Saved entries:

//! Remote query objects
//!
//! A graph fetcher takes a tree rooted at the entry point entity:
//!
//! ```text
//! {
//!   "order": {
//!     "__args": { "id": "order_1" },
//!     "fields": ["id", "status"],
//!     "items": {
//!       "fields": ["title", "quantity"],
//!       "variant": { "fields": ["*"] }
//!     }
//!   }
//! }
//! ```
//!
//! [`RemoteQueryObject::from_fields`] builds that tree from the flat field
//! paths of a [`RemoteQueryConfig`].

use indexmap::IndexMap;
use serde::{Serialize, Serializer};
use serde_json::{Map, Value};

use super::query::RemoteQueryConfig;

const ARGS_KEY: &str = "__args";
const FIELDS_KEY: &str = "fields";

/// One entity or relation of a remote query
#[derive(Debug, Clone, Default, PartialEq)]
pub struct RemoteQueryNode {
    /// Arguments (filters, pagination) of this node
    pub args: Option<Value>,
    /// Scalar fields to fetch, `*` for all of them
    pub fields: Vec<String>,
    /// Nested relations by name
    pub relations: IndexMap<String, RemoteQueryNode>,
}

impl RemoteQueryNode {
    fn to_value(&self, is_root: bool) -> Value {
        let mut map = Map::new();
        if let Some(args) = &self.args {
            map.insert(ARGS_KEY.to_string(), args.clone());
        }
        if is_root || !self.fields.is_empty() {
            map.insert(FIELDS_KEY.to_string(), Value::from(self.fields.clone()));
        }
        for (name, relation) in &self.relations {
            map.insert(name.clone(), relation.to_value(false));
        }
        Value::Object(map)
    }
}

/// A remote query rooted at an entry point entity
#[derive(Debug, Clone, PartialEq)]
pub struct RemoteQueryObject {
    pub entry_point: String,
    pub root: RemoteQueryNode,
}

impl RemoteQueryObject {
    /// Build the query tree for `fields`
    ///
    /// `variables` become the entry point's `__args`. A variable whose key is
    /// a relation path (`"items"`, `"items.variant"`) is also attached to
    /// that relation.
    pub fn from_fields<I, S>(
        entry_point: impl Into<String>,
        fields: I,
        variables: Option<Value>,
    ) -> Self
    where
        I: IntoIterator<Item = S>,
        S: AsRef<str>,
    {
        let mut root = RemoteQueryNode::default();
        let relation_args = variables.as_ref().and_then(Value::as_object);

        for field in fields {
            let field = field.as_ref();
            let Some((parent, leaf)) = field.rsplit_once('.') else {
                root.fields.push(field.to_string());
                continue;
            };

            let mut node = &mut root;
            let mut path = String::new();
            for segment in parent.split('.') {
                if !path.is_empty() {
                    path.push('.');
                }
                path.push_str(segment);

                node = node.relations.entry(segment.to_string()).or_default();
                if let Some(args) = relation_args.and_then(|vars| vars.get(&path)) {
                    node.args = Some(args.clone());
                }
            }
            node.fields.push(leaf.to_string());
        }

        root.args = variables;

        Self {
            entry_point: entry_point.into(),
            root,
        }
    }

    pub fn to_value(&self) -> Value {
        let mut map = Map::new();
        map.insert(self.entry_point.clone(), self.root.to_value(true));
        Value::Object(map)
    }
}

impl Serialize for RemoteQueryObject {
    fn serialize<S: Serializer>(&self, serializer: S) -> Result<S::Ok, S::Error> {
        self.to_value().serialize(serializer)
    }
}

impl RemoteQueryConfig {
    /// Build the remote query for `entry_point`
    ///
    /// For list queries the pagination (`skip`, `take`, `order`) is merged
    /// into the entry point arguments next to `variables`. Merging needs an
    /// object: non-object `variables` are dropped (with a warning) and the
    /// arguments hold the pagination alone.
    pub fn to_remote_query(
        &self,
        entry_point: impl Into<String>,
        variables: Option<Value>,
    ) -> RemoteQueryObject {
        let variables = match (&self.pagination, variables) {
            (None, variables) => variables,
            (Some(pagination), variables) => {
                let mut merged = match variables {
                    Some(Value::Object(map)) => map,
                    None => Map::new(),
                    Some(other) => {
                        tracing::warn!(
                            variables = %other,
                            "Dropping non-object remote query variables of a paginated query"
                        );
                        Map::new()
                    }
                };
                if let Ok(Value::Object(pagination)) = serde_json::to_value(pagination) {
                    merged.extend(pagination);
                }
                Some(Value::Object(merged))
            }
        };

        RemoteQueryObject::from_fields(entry_point, &self.fields, variables)
    }
}
//! Splitting of field paths into a select list and the relations to load

use indexmap::IndexSet;
use serde::{Deserialize, Serialize};

/// Columns to select and relations to join for a repository query
#[derive(Debug, Clone, Default, PartialEq, Eq, Serialize, Deserialize)]
pub struct SelectRelation {
    pub select: Vec<String>,
    pub relations: Vec<String>,
}

/// Split field paths the way repository queries expect them
///
/// A plain field is selected. A dotted field such as `items.variant.sku` is
/// selected as is and makes every ancestor (`items`, `items.variant`) a
/// relation. A path ending in `*` only contributes relations.
pub fn split_select_relations<I, S>(fields: I) -> SelectRelation
where
    I: IntoIterator<Item = S>,
    S: AsRef<str>,
{
    let mut select: IndexSet<String> = IndexSet::new();
    let mut relations: IndexSet<String> = IndexSet::new();

    for field in fields {
        let field = field.as_ref();
        let Some((parent, leaf)) = field.rsplit_once('.') else {
            select.insert(field.to_string());
            continue;
        };

        let mut path = String::with_capacity(parent.len());
        for segment in parent.split('.') {
            if !path.is_empty() {
                path.push('.');
            }
            path.push_str(segment);
            relations.insert(path.clone());
        }

        if leaf != "*" {
            select.insert(field.to_string());
        }
    }

    SelectRelation {
        select: select.into_iter().collect(),
        relations: relations.into_iter().collect(),
    }
}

### Problem to solve
Copy, from the lines above, each one that holds "else".

### Solved exercise
            let Some((parent, leaf)) = field.rsplit_once('.') else {
        let Some((parent, leaf)) = field.rsplit_once('.') else {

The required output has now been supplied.